A matéria completa, de Megan McCluskey, você pode ler na íntegra neste link, mas para aqueles que não falam inglês, eu resolvi fazer uma tradução livre, já que se trata de um assunto que já afeta e afetará ainda mais o nosso mercado.
Os jogos se tornaram uma linha vital de entretenimento para muitas pessoas que ficaram em casa em meio à pandemia, e muitos proprietários de empresas de jogos de tabuleiro encontraram sucesso perseguindo sua paixão. Mas agora, a indústria de jogos de tabuleiro está sentindo os efeitos desastrosos da atual crise mundial de transporte marítimo, com alguns sendo mais prejudicados porque a demanda subiu muito.
Como os preços dispararam, tanto para os contêineres de embarque quanto para o espaço a bordo de navios de carga no exterior, os atrasos de embarque e o aumento dos custos de frete estão atingindo duramente as editoras de jogos de tabuleiro, particularmente as empresas menores. Apesar do fato de que os consumidores estão comprando jogos, não há como as editoras entregarem os produtos a seus clientes, diz Maggie Clayton, diretora de vendas e marketing da Greater Than Games.

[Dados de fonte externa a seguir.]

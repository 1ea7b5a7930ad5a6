//! Pipeline stage delegate and the fixed-size worker pools that run it.
//!
//! Each stage owns a bounded queue and a handful of worker threads; results
//! re-enter the owning channel as replica messages through the shard's step
//! queue, never directly. Backpressure surfaces to the dispatcher as
//! `QueueFull`.

use std::sync::{Arc, Mutex};
use std::thread::{self, JoinHandle};

use crossbeam::channel::{Receiver, Sender, TrySendError, bounded};
use thiserror::Error;

use crate::metrics;

use super::channel::Channel;
use super::error::ClusterError;
use super::key::{NO_LEADER, NodeId};
use super::message::{ChannelMessage, PipelineStage, ReplicaMessage};

#[derive(Debug, Error)]
pub enum PipelineError {
    #[error("{0}")]
    Failed(String),
}

impl PipelineError {
    pub fn failed(reason: impl Into<String>) -> Self {
        PipelineError::Failed(reason.into())
    }
}

/// Channel info loaded by the init stage.
#[derive(Clone, Debug, Default, PartialEq, Eq)]
pub struct ChannelInit {
    /// Subscriber tag used to address the channel's receiver set during
    /// delivery.
    pub tag_key: Option<String>,
}

/// Result of a permission check: messages that may proceed and the ids of
/// those that may not.
#[derive(Clone, Debug, Default)]
pub struct PermissionVerdict {
    pub allowed: Vec<ChannelMessage>,
    pub denied: Vec<u64>,
}

/// Downstream hooks for the message pipeline. Every method has a pass-through
/// default so tests and partial deployments only implement what they use.
pub trait PipelineDelegate: Send + Sync {
    fn init(&self, _channel_id: &str, _channel_type: u8) -> Result<ChannelInit, PipelineError> {
        Ok(ChannelInit::default())
    }

    /// Replaces each message's payload with its decrypted form.
    fn decrypt(
        &self,
        messages: Vec<ChannelMessage>,
    ) -> Result<Vec<ChannelMessage>, PipelineError> {
        Ok(messages)
    }

    fn check_permission(
        &self,
        _from_uid: &str,
        messages: Vec<ChannelMessage>,
    ) -> Result<PermissionVerdict, PipelineError> {
        Ok(PermissionVerdict {
            allowed: messages,
            denied: Vec::new(),
        })
    }

    /// Persists messages to the message store, assigning sequence numbers.
    fn store(
        &self,
        _channel: &Arc<Channel>,
        messages: Vec<ChannelMessage>,
    ) -> Result<Vec<ChannelMessage>, PipelineError> {
        Ok(messages)
    }

    fn deliver(
        &self,
        _messages: &[ChannelMessage],
        _tag_key: Option<&str>,
    ) -> Result<(), PipelineError> {
        Ok(())
    }

    fn send_ack(&self, _messages: &[ChannelMessage]) -> Result<(), PipelineError> {
        Ok(())
    }

    fn forward(
        &self,
        _leader_id: NodeId,
        _messages: &[ChannelMessage],
    ) -> Result<(), PipelineError> {
        Ok(())
    }
}

/// Accepts everything and delivers nowhere.
#[derive(Default)]
pub struct NoopPipeline;

impl PipelineDelegate for NoopPipeline {}

/// Routes a stage completion back into the owning channel's shard.
pub(crate) type StepRouter = Arc<dyn Fn(&Arc<Channel>, ReplicaMessage) + Send + Sync>;

/// One stage request as dispatched from a shard's ready drain.
pub(crate) struct StageReq {
    pub ch: Arc<Channel>,
    pub messages: Vec<ChannelMessage>,
    pub leader_id: NodeId,
    pub tag_key: Option<String>,
}

impl StageReq {
    pub(crate) fn new(ch: Arc<Channel>, messages: Vec<ChannelMessage>) -> Self {
        Self {
            ch,
            messages,
            leader_id: NO_LEADER,
            tag_key: None,
        }
    }
}

/// Bounded worker pool for one pipeline stage.
pub(crate) struct StagePool {
    stage: PipelineStage,
    tx: Mutex<Option<Sender<StageReq>>>,
    workers: Mutex<Vec<JoinHandle<()>>>,
}

impl StagePool {
    pub(crate) fn new(
        stage: PipelineStage,
        concurrency: usize,
        queue_depth: usize,
        delegate: Arc<dyn PipelineDelegate>,
        router: StepRouter,
    ) -> Self {
        let (tx, rx) = bounded::<StageReq>(queue_depth.max(1));
        let mut workers = Vec::new();
        for _ in 0..concurrency.max(1) {
            let rx: Receiver<StageReq> = rx.clone();
            let delegate = delegate.clone();
            let router = router.clone();
            workers.push(thread::spawn(move || {
                while let Ok(req) = rx.recv() {
                    let (ch, resp) = execute_stage(stage, delegate.as_ref(), req);
                    router(&ch, resp);
                    ch.advance();
                }
            }));
        }
        Self {
            stage,
            tx: Mutex::new(Some(tx)),
            workers: Mutex::new(workers),
        }
    }

    pub(crate) fn submit(&self, req: StageReq) -> Result<(), ClusterError> {
        let guard = self.tx.lock().expect("stage pool lock poisoned");
        match guard.as_ref() {
            Some(tx) => tx.try_send(req).map_err(|err| match err {
                TrySendError::Full(_) => ClusterError::QueueFull,
                TrySendError::Disconnected(_) => ClusterError::ReactorStopped,
            }),
            None => Err(ClusterError::ReactorStopped),
        }
    }

    pub(crate) fn stage(&self) -> PipelineStage {
        self.stage
    }

    pub(crate) fn shutdown(&self) {
        let tx = self.tx.lock().expect("stage pool lock poisoned").take();
        drop(tx);
        let workers = std::mem::take(&mut *self.workers.lock().expect("stage pool lock poisoned"));
        for join in workers {
            let _ = join.join();
        }
    }
}

fn execute_stage(
    stage: PipelineStage,
    delegate: &dyn PipelineDelegate,
    req: StageReq,
) -> (Arc<Channel>, ReplicaMessage) {
    let StageReq {
        ch,
        messages,
        leader_id,
        tag_key,
    } = req;
    let message_ids: Vec<u64> = messages.iter().map(|msg| msg.message_id).collect();

    let result = match stage {
        PipelineStage::Init => delegate
            .init(ch.channel_id(), ch.channel_type())
            .map(|init| ReplicaMessage::InitResp {
                tag_key: init.tag_key,
            }),
        PipelineStage::PayloadDecrypt => delegate
            .decrypt(messages)
            .map(|messages| ReplicaMessage::PayloadDecryptResp { messages }),
        PipelineStage::PermissionCheck => {
            let from_uid = messages
                .first()
                .map(|msg| msg.from_uid.clone())
                .unwrap_or_default();
            delegate
                .check_permission(&from_uid, messages)
                .map(|verdict| ReplicaMessage::PermissionCheckResp {
                    messages: verdict.allowed,
                    denied: verdict.denied,
                })
        }
        PipelineStage::Storage => delegate
            .store(&ch, messages)
            .map(|messages| ReplicaMessage::StorageResp { messages }),
        PipelineStage::Deliver => delegate
            .deliver(&messages, tag_key.as_deref())
            .map(|()| ReplicaMessage::DeliverResp {
                message_ids: message_ids.clone(),
            }),
        PipelineStage::Sendack => {
            delegate
                .send_ack(&messages)
                .map(|()| ReplicaMessage::SendackResp {
                    message_ids: message_ids.clone(),
                })
        }
        PipelineStage::Forward => delegate.forward(leader_id, &messages).map(|()| {
            ReplicaMessage::ForwardResp {
                message_ids: message_ids.clone(),
            }
        }),
    };

    let resp = match result {
        Ok(resp) => {
            metrics::pipeline_stage_ok(stage.as_str());
            resp
        }
        Err(err) => {
            metrics::pipeline_stage_err(stage.as_str());
            tracing::warn!(
                target: "cluster",
                channel = %ch.key(),
                stage = stage.as_str(),
                "pipeline stage failed: {err}"
            );
            ReplicaMessage::PipelineFailed { stage, message_ids }
        }
    };
    (ch, resp)
}

#[cfg(test)]
mod tests {
    use super::*;
    use crate::cluster::channel::ChannelClusterConfig;
    use crate::cluster::storage::{MemoryLogStorage, MemoryMetadataStorage};
    use crate::config::{Config, Options};
    use bytes::Bytes;
    use std::time::Duration;

    fn channel() -> Arc<Channel> {
        let opts = Arc::new(Options::new(
            Config {
                node_id: 1,
                ..Default::default()
            },
            Arc::new(MemoryLogStorage::new()),
            Arc::new(MemoryMetadataStorage::new()),
        ));
        Channel::new(
            ChannelClusterConfig {
                channel_id: "general".to_string(),
                channel_type: 2,
                term: 1,
                leader_id: 1,
                replicas: vec![1],
            },
            opts,
        )
        .unwrap()
    }

    struct RecordingRouter {
        tx: Sender<ReplicaMessage>,
    }

    fn recording_router() -> (StepRouter, Receiver<ReplicaMessage>) {
        let (tx, rx) = crossbeam::channel::unbounded();
        let router = RecordingRouter { tx };
        (
            Arc::new(move |_ch: &Arc<Channel>, msg: ReplicaMessage| {
                let _ = router.tx.send(msg);
            }),
            rx,
        )
    }

    struct UpperCaseDecrypt;

    impl PipelineDelegate for UpperCaseDecrypt {
        fn decrypt(
            &self,
            mut messages: Vec<ChannelMessage>,
        ) -> Result<Vec<ChannelMessage>, PipelineError> {
            for msg in &mut messages {
                let upper = msg
                    .payload
                    .iter()
                    .map(|byte| byte.to_ascii_uppercase())
                    .collect::<Vec<u8>>();
                msg.payload = Bytes::from(upper);
            }
            Ok(messages)
        }
    }

    #[test]
    fn worker_runs_delegate_and_routes_response() {
        let (router, rx) = recording_router();
        let pool = StagePool::new(
            PipelineStage::PayloadDecrypt,
            1,
            8,
            Arc::new(UpperCaseDecrypt),
            router,
        );

        let msg = ChannelMessage::new(1, "alice", Bytes::from_static(b"hi"));
        pool.submit(StageReq::new(channel(), vec![msg])).unwrap();

        let resp = rx.recv_timeout(Duration::from_secs(1)).expect("response");
        match resp {
            ReplicaMessage::PayloadDecryptResp { messages } => {
                assert_eq!(messages[0].payload.as_ref(), b"HI");
            }
            other => panic!("expected decrypt resp, got {other:?}"),
        }
        pool.shutdown();
    }

    struct FailingDeliver;

    impl PipelineDelegate for FailingDeliver {
        fn deliver(
            &self,
            _messages: &[ChannelMessage],
            _tag_key: Option<&str>,
        ) -> Result<(), PipelineError> {
            Err(PipelineError::failed("subscriber registry down"))
        }
    }

    #[test]
    fn failed_stage_reports_pipeline_failed() {
        let (router, rx) = recording_router();
        let pool = StagePool::new(
            PipelineStage::Deliver,
            1,
            8,
            Arc::new(FailingDeliver),
            router,
        );
        pool.submit(StageReq::new(
            channel(),
            vec![ChannelMessage::new(42, "bob", Bytes::from_static(b"x"))],
        ))
        .unwrap();

        let resp = rx.recv_timeout(Duration::from_secs(1)).expect("response");
        assert_eq!(
            resp,
            ReplicaMessage::PipelineFailed {
                stage: PipelineStage::Deliver,
                message_ids: vec![42],
            }
        );
        pool.shutdown();
    }

    struct GatedStore {
        gate: Receiver<()>,
    }

    impl PipelineDelegate for GatedStore {
        fn store(
            &self,
            _channel: &Arc<Channel>,
            messages: Vec<ChannelMessage>,
        ) -> Result<Vec<ChannelMessage>, PipelineError> {
            let _ = self.gate.recv_timeout(Duration::from_secs(2));
            Ok(messages)
        }
    }

    #[test]
    fn full_queue_surfaces_queue_full() {
        let (gate_tx, gate_rx) = crossbeam::channel::unbounded();
        let (router, _rx) = recording_router();
        let pool = StagePool::new(
            PipelineStage::Storage,
            1,
            1,
            Arc::new(GatedStore { gate: gate_rx }),
            router,
        );
        let ch = channel();
        let req = || StageReq::new(ch.clone(), Vec::new());

        // First occupies the worker, second fills the queue slot.
        pool.submit(req()).unwrap();
        std::thread::sleep(Duration::from_millis(50));
        pool.submit(req()).unwrap();
        assert_eq!(pool.submit(req()).unwrap_err(), ClusterError::QueueFull);

        gate_tx.send(()).unwrap();
        gate_tx.send(()).unwrap();
        pool.shutdown();
    }
}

“Temos um contêiner de nosso jogo mais popular parado na China desde maio deste ano”, diz ela à TIME. “Nós fizemos pré-vendas, o que significa que todo esse produto está efetivamente vendido – exceto pelo fato de que ainda não temos nem os jogos nem o dinheiro. Portanto, estamos em uma situação estranha onde há uma alta demanda por nossos produtos devido ao aumento de pessoas jogando jogos durante a pandemia, mas simplesmente não conseguimos trazer o produto até aqui”.
Uma Espada de Dois Gumes
Devido à necessidade de plásticos e outras matérias primas que normalmente são adquiridas no exterior, bem como aos altos custos de fabricação nos EUA, as empresas de jogos menores geralmente não têm outra escolha senão encomendar seus produtos no exterior. Agora, os criadores e editoras de jogos de tabuleiro estão tentando de tudo, desde negociações até ações coletivas para manter seus negócios em funcionamento.

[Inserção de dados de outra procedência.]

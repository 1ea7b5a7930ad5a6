//! Pluggable log and metadata storage interfaces.

use std::collections::HashMap;
use std::sync::Mutex;

use thiserror::Error;

use super::key::ChannelKey;
use super::log::LogEntry;

#[derive(Debug, Error)]
pub enum StorageError {
    #[error("io: {0}")]
    Io(#[from] std::io::Error),

    #[error("{0}")]
    Backend(String),
}

/// Durable storage for the per-channel replicated message log.
///
/// Implementations are shared across channels; the channel key selects the
/// shard log. All calls may run on storage worker threads.
pub trait MessageLogStorage: Send + Sync {
    /// Durable append. Must be atomic per call: either every entry in the
    /// batch is persisted or none is.
    fn append_log(&self, key: &ChannelKey, logs: &[LogEntry]) -> Result<(), StorageError>;

    /// Drops every entry with `index >= from_index`. Used by followers
    /// reconciling a conflicting tail.
    fn truncate(&self, key: &ChannelKey, from_index: u64) -> Result<(), StorageError>;

    /// Entries with `from <= index <= to`, in index order.
    fn read(&self, key: &ChannelKey, from: u64, to: u64) -> Result<Vec<LogEntry>, StorageError>;

    /// Highest persisted index, 0 when the log is empty.
    fn last_index(&self, key: &ChannelKey) -> Result<u64, StorageError>;
}

/// Durable local metadata, currently just the applied index per channel.
pub trait MetadataStorage: Send + Sync {
    fn set_applied_index(&self, key: &ChannelKey, index: u64) -> Result<(), StorageError>;

    /// 0 when the channel has never applied anything.
    fn get_applied_index(&self, key: &ChannelKey) -> Result<u64, StorageError>;
}

/// In-memory log storage for tests and single-process runs.
#[derive(Default)]
pub struct MemoryLogStorage {
    logs: Mutex<HashMap<ChannelKey, Vec<LogEntry>>>,
}

impl MemoryLogStorage {
    pub fn new() -> Self {
        Self::default()
    }
}

impl MessageLogStorage for MemoryLogStorage {
    fn append_log(&self, key: &ChannelKey, logs: &[LogEntry]) -> Result<(), StorageError> {
        if logs.is_empty() {
            return Ok(());
        }
        let mut shards = self.logs.lock().expect("log storage lock poisoned");
        let shard = shards.entry(key.clone()).or_default();
        let last = shard.last().map(|log| log.index).unwrap_or(0);
        if logs[0].index != last + 1 {
            return Err(StorageError::Backend(format!(
                "non-contiguous append for {key}: last {last}, got {}",
                logs[0].index
            )));
        }
        shard.extend_from_slice(logs);
        Ok(())
    }

    fn truncate(&self, key: &ChannelKey, from_index: u64) -> Result<(), StorageError> {
        let mut shards = self.logs.lock().expect("log storage lock poisoned");
        if let Some(shard) = shards.get_mut(key) {
            shard.retain(|log| log.index < from_index);
        }
        Ok(())
    }

    fn read(&self, key: &ChannelKey, from: u64, to: u64) -> Result<Vec<LogEntry>, StorageError> {
        let shards = self.logs.lock().expect("log storage lock poisoned");
        Ok(shards
            .get(key)
            .map(|shard| {
                shard
                    .iter()
                    .filter(|log| log.index >= from && log.index <= to)
                    .cloned()
                    .collect()
            })
            .unwrap_or_default())
    }

    fn last_index(&self, key: &ChannelKey) -> Result<u64, StorageError> {
        let shards = self.logs.lock().expect("log storage lock poisoned");
        Ok(shards
            .get(key)
            .and_then(|shard| shard.last())
            .map(|log| log.index)
            .unwrap_or(0))
    }
}

/// In-memory metadata storage for tests and single-process runs.
#[derive(Default)]
pub struct MemoryMetadataStorage {
    applied: Mutex<HashMap<ChannelKey, u64>>,
}

impl MemoryMetadataStorage {
    pub fn new() -> Self {
        Self::default()
    }
}

impl MetadataStorage for MemoryMetadataStorage {
    fn set_applied_index(&self, key: &ChannelKey, index: u64) -> Result<(), StorageError> {
        let mut applied = self.applied.lock().expect("metadata lock poisoned");
        applied.insert(key.clone(), index);
        Ok(())
    }

    fn get_applied_index(&self, key: &ChannelKey) -> Result<u64, StorageError> {
        let applied = self.applied.lock().expect("metadata lock poisoned");
        Ok(applied.get(key).copied().unwrap_or(0))
    }
}

#[cfg(test)]
mod tests {
    use super::*;
    use bytes::Bytes;

    fn entries(range: std::ops::RangeInclusive<u64>) -> Vec<LogEntry> {
        range
            .map(|index| LogEntry::new(index, 1, Bytes::from_static(b"payload")))
            .collect()
    }

    #[test]
    fn append_requires_contiguity() {
        let store = MemoryLogStorage::new();
        let key = ChannelKey::new("general", 2);
        store.append_log(&key, &entries(1..=3)).unwrap();
        assert!(store.append_log(&key, &entries(5..=5)).is_err());
        assert_eq!(store.last_index(&key).unwrap(), 3);
    }

    #[test]
    fn truncate_drops_tail() {
        let store = MemoryLogStorage::new();
        let key = ChannelKey::new("general", 2);
        store.append_log(&key, &entries(1..=5)).unwrap();
        store.truncate(&key, 3).unwrap();
        assert_eq!(store.last_index(&key).unwrap(), 2);
        assert_eq!(store.read(&key, 1, 10).unwrap().len(), 2);
    }

    #[test]
    fn applied_index_defaults_to_zero() {
        let store = MemoryMetadataStorage::new();
        let key = ChannelKey::new("general", 2);
        assert_eq!(store.get_applied_index(&key).unwrap(), 0);
        store.set_applied_index(&key, 9).unwrap();
        assert_eq!(store.get_applied_index(&key).unwrap(), 9);
    }
}
//! FIFO reorder buffer pairing asynchronous storage completions with
//! in-order replica resumption.

use std::collections::VecDeque;

use super::message::ReplicaMessage;

struct StoreEntry {
    message: ReplicaMessage,
    index: u64,
    stored: bool,
}

/// Queue of pending local-storage responses.
///
/// Entries are enqueued when the storage request is issued and flipped to
/// `stored` when it completes; only the head may be popped, and only once
/// stored. Storage writes may complete out of order, the replica still sees
/// responses strictly in issue order.
#[derive(Default)]
pub struct LocalStoreQueue {
    entries: VecDeque<StoreEntry>,
}

impl LocalStoreQueue {
    pub fn new() -> Self {
        Self::default()
    }

    /// Appends a pending response keyed by `index`.
    pub fn add(&mut self, message: ReplicaMessage, index: u64) {
        self.entries.push_back(StoreEntry {
            message,
            index,
            stored: false,
        });
    }

    /// Marks the first not-yet-stored entry matching `index` as stored.
    /// Returns whether one was found; the caller treats `false` as a logic
    /// error.
    pub fn set_stored(&mut self, index: u64) -> bool {
        for entry in self.entries.iter_mut() {
            if entry.index == index && !entry.stored {
                entry.stored = true;
                return true;
            }
        }
        false
    }

    pub fn first_is_stored(&self) -> bool {
        self.entries.front().map(|entry| entry.stored).unwrap_or(false)
    }

    /// Pops the head, which must be stored.
    pub fn remove_first(&mut self) -> Option<ReplicaMessage> {
        if !self.first_is_stored() {
            return None;
        }
        self.entries.pop_front().map(|entry| entry.message)
    }

    pub fn len(&self) -> usize {
        self.entries.len()
    }

    pub fn is_empty(&self) -> bool {
        self.entries.is_empty()
    }
}

#[cfg(test)]
mod tests {
    use super::*;

    fn resp(index: u64) -> ReplicaMessage {
        ReplicaMessage::StoreAppendResp { index }
    }

    #[test]
    fn out_of_order_completion_drains_in_order() {
        let mut queue = LocalStoreQueue::new();
        queue.add(resp(1), 1);
        queue.add(resp(2), 2);

        // Second write finishes first; the head stays blocked.
        assert!(queue.set_stored(2));
        assert!(!queue.first_is_stored());
        assert!(queue.remove_first().is_none());

        assert!(queue.set_stored(1));
        assert_eq!(queue.remove_first(), Some(resp(1)));
        assert_eq!(queue.remove_first(), Some(resp(2)));
        assert!(queue.is_empty());
    }

    #[test]
    fn set_stored_on_unknown_index_reports_miss() {
        let mut queue = LocalStoreQueue::new();
        queue.add(resp(4), 4);
        assert!(!queue.set_stored(9));
    }

    #[test]
    fn duplicate_indices_resolve_front_to_back() {
        let mut queue = LocalStoreQueue::new();
        queue.add(resp(3), 3);
        queue.add(resp(3), 3);
        assert!(queue.set_stored(3));
        assert!(queue.first_is_stored());
        assert!(queue.set_stored(3));
        assert_eq!(queue.len(), 2);
        queue.remove_first();
        assert!(queue.first_is_stored());
    }
}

Hasbro, a empresa por trás de clássicos como Monopoly(1) e Clue(2), relatou um salto nas vendas de jogos de mais de 20% em 2020, enquanto o fornecedor de pesquisa de mercado Euromonitor International estimou que o valor do mercado global de jogos e quebra-cabeças aumentou em quase US$ 1 bilhão. Na Fireside Games, a CEO Anne-Marie De Witt diz que o jogo mais popular da empresa, Castle Panic, (um jogo de tabuleiro cooperativo de defesa de torre) também teve um salto de vendas de cerca de 20%.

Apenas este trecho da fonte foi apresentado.